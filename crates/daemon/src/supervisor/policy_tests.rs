// SPDX-License-Identifier: BUSL-1.1
// Copyright (c) 2026 Alfred Jean LLC

use super::*;
use proptest::prelude::*;
use std::os::unix::process::ExitStatusExt;
use yare::parameterized;

#[test]
fn backoff_sequence_doubles_then_caps() {
    let policy = RestartPolicy::default();
    let delays: Vec<u64> = (0..8).map(|n| policy.backoff(n).as_millis() as u64).collect();
    assert_eq!(delays, vec![0, 1000, 2000, 4000, 8000, 16000, 30000, 30000]);
}

#[test]
fn consecutive_crashes_wait_longer_each_time() {
    let policy = RestartPolicy::default();
    let mut tracker = RestartTracker::default();
    let delays: Vec<Duration> = (0..3)
        .map(|_| match tracker.on_exit(ExitOutcome::Code(1), &policy) {
            RestartDecision::Restart { delay, .. } => delay,
            other => panic!("unexpected {other:?}"),
        })
        .collect();
    assert_eq!(
        delays,
        vec![Duration::from_millis(1000), Duration::from_millis(2000), Duration::from_millis(4000)]
    );
}

#[test]
fn clean_exit_resets_counter_and_stays_down() {
    let policy = RestartPolicy::default();
    let mut tracker = RestartTracker::default();
    tracker.on_exit(ExitOutcome::Signal(9), &policy);
    tracker.on_exit(ExitOutcome::Code(2), &policy);
    assert_eq!(tracker.restarts(), 2);

    assert_eq!(tracker.on_exit(ExitOutcome::Clean, &policy), RestartDecision::Stay);
    assert_eq!(tracker.restarts(), 0);
    assert_eq!(
        tracker.on_exit(ExitOutcome::Code(1), &policy),
        RestartDecision::Restart { attempt: 1, delay: Duration::from_millis(1000) }
    );
}

#[test]
fn gives_up_past_the_ceiling() {
    let policy = RestartPolicy::default();
    let mut tracker = RestartTracker::default();
    for attempt in 1..=20 {
        assert!(matches!(
            tracker.on_exit(ExitOutcome::SpawnFailed, &policy),
            RestartDecision::Restart { attempt: a, .. } if a == attempt
        ));
    }
    assert_eq!(
        tracker.on_exit(ExitOutcome::SpawnFailed, &policy),
        RestartDecision::GiveUp { restarts: 20 }
    );
}

#[parameterized(
    clean = { 0, ExitOutcome::Clean },
    failure = { 3 << 8, ExitOutcome::Code(3) },
    killed = { 9, ExitOutcome::Signal(9) },
)]
fn outcome_from_wait_status(raw: i32, expected: ExitOutcome) {
    assert_eq!(ExitOutcome::from_status(ExitStatus::from_raw(raw)), expected);
}

#[test]
fn policy_reads_from_toml() {
    let policy: RestartPolicy = toml::from_str("base_ms = 10\nmax_ms = 40\nmax_restarts = 3").unwrap();
    assert_eq!(policy.base, Duration::from_millis(10));
    assert_eq!(policy.max, Duration::from_millis(40));
    assert_eq!(policy.max_restarts, 3);

    let partial: RestartPolicy = toml::from_str("max_restarts = 5").unwrap();
    assert_eq!(partial.base, Duration::from_millis(1000));
}

proptest! {
    #[test]
    fn backoff_never_exceeds_max(restarts in 0u32..1000) {
        let policy = RestartPolicy::default();
        prop_assert!(policy.backoff(restarts) <= policy.max);
        if restarts > 0 {
            prop_assert!(policy.backoff(restarts) >= policy.base);
        }
    }
}
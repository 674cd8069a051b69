// SPDX-License-Identifier: BUSL-1.1
// Copyright (c) 2026 Alfred Jean LLC

//! Declarative macros shared by the data model.
//!
//! - [`simple_display!`]: `Display` impl mapping enum variants to wire names
//! - [`builder!`]: test builder struct with Default, setters, and `build()`
//! - [`setters!`]: chained setters for request structs such as `NewJob`

/// Generate a `Display` impl that maps enum variants to string literals.
///
/// ```ignore
/// crate::simple_display! {
///     JobStatus {
///         Queued => "queued",
///         Running => "running",
///     }
/// }
/// ```
#[macro_export]
macro_rules! simple_display {
    ($enum:ty { $( $variant:ident $(( $($ignore:tt)* ))? => $str:expr ),+ $(,)? }) => {
        impl std::fmt::Display for $enum {
            fn fmt(&self, f: &mut std::fmt::Formatter<'_>) -> std::fmt::Result {
                f.write_str(match self {
                    $( Self::$variant $(( $($ignore)* ))? => $str, )+
                })
            }
        }
    };
}

/// Generate a test builder (struct + Default + setters + build).
///
/// Everything is gated behind `#[cfg(any(test, feature = "test-support"))]`.
///
/// - `into { field: Type = default }`: setter takes `impl Into<Type>`
/// - `set { field: Type = default }`: setter takes `Type`
/// - `option { field: Type = default }`: field is `Option<Type>`, setter wraps in `Some`
/// - `computed { field: Type = expr }`: filled in at build time only
#[macro_export]
macro_rules! builder {
    (
        pub struct $builder:ident => $target:ident {
            $(into {
                $( $into_field:ident : $into_ty:ty = $into_default:expr ),* $(,)?
            })?
            $(set {
                $( $set_field:ident : $set_ty:ty = $set_default:expr ),* $(,)?
            })?
            $(option {
                $( $opt_field:ident : $opt_ty:ty = $opt_default:expr ),* $(,)?
            })?
            $(computed {
                $( $comp_field:ident : $comp_ty:ty = $comp_expr:expr ),* $(,)?
            })?
        }
    ) => {
        #[cfg(any(test, feature = "test-support"))]
        pub struct $builder {
            $($( $into_field: $into_ty, )*)?
            $($( $set_field: $set_ty, )*)?
            $($( $opt_field: Option<$opt_ty>, )*)?
        }

        #[cfg(any(test, feature = "test-support"))]
        impl Default for $builder {
            fn default() -> Self {
                Self {
                    $($( $into_field: $into_default.into(), )*)?
                    $($( $set_field: $set_default, )*)?
                    $($( $opt_field: $opt_default, )*)?
                }
            }
        }

        #[cfg(any(test, feature = "test-support"))]
        impl $builder {
            $($(
                pub fn $into_field(mut self, v: impl Into<$into_ty>) -> Self {
                    self.$into_field = v.into();
                    self
                }
            )*)?

            $($(
                pub fn $set_field(mut self, v: $set_ty) -> Self {
                    self.$set_field = v;
                    self
                }
            )*)?

            $($(
                pub fn $opt_field(mut self, v: impl Into<$opt_ty>) -> Self {
                    self.$opt_field = Some(v.into());
                    self
                }
            )*)?

            pub fn build(self) -> $target {
                $target {
                    $($( $into_field: self.$into_field, )*)?
                    $($( $set_field: self.$set_field, )*)?
                    $($( $opt_field: self.$opt_field, )*)?
                    $($( $comp_field: $comp_expr, )*)?
                }
            }
        }

        #[cfg(any(test, feature = "test-support"))]
        impl $target {
            /// Create a builder with test defaults.
            pub fn builder() -> $builder {
                $builder::default()
            }
        }
    };
}

/// Generate chained setter methods inside an existing `impl` block.
#[macro_export]
macro_rules! setters {
    (
        $(set {
            $( $set_field:ident : $set_ty:ty ),* $(,)?
        })?
        $(option {
            $( $opt_field:ident : $opt_ty:ty ),* $(,)?
        })?
    ) => {
        $($(
            pub fn $set_field(mut self, v: $set_ty) -> Self {
                self.$set_field = v;
                self
            }
        )*)?

        $($(
            pub fn $opt_field(mut self, v: impl Into<$opt_ty>) -> Self {
                self.$opt_field = Some(v.into());
                self
            }
        )*)?
    };
}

*How to complete this task:*
Once you have found every line in the listing that holds the string "builder", copy each of them.

*Output for this task:*
//! - [`builder!`]: test builder struct with Default, setters, and `build()`
/// Generate a test builder (struct + Default + setters + build).
macro_rules! builder {
        pub struct $builder:ident => $target:ident {
        pub struct $builder {
        impl Default for $builder {
        impl $builder {
            /// Create a builder with test defaults.
            pub fn builder() -> $builder {
                $builder::default()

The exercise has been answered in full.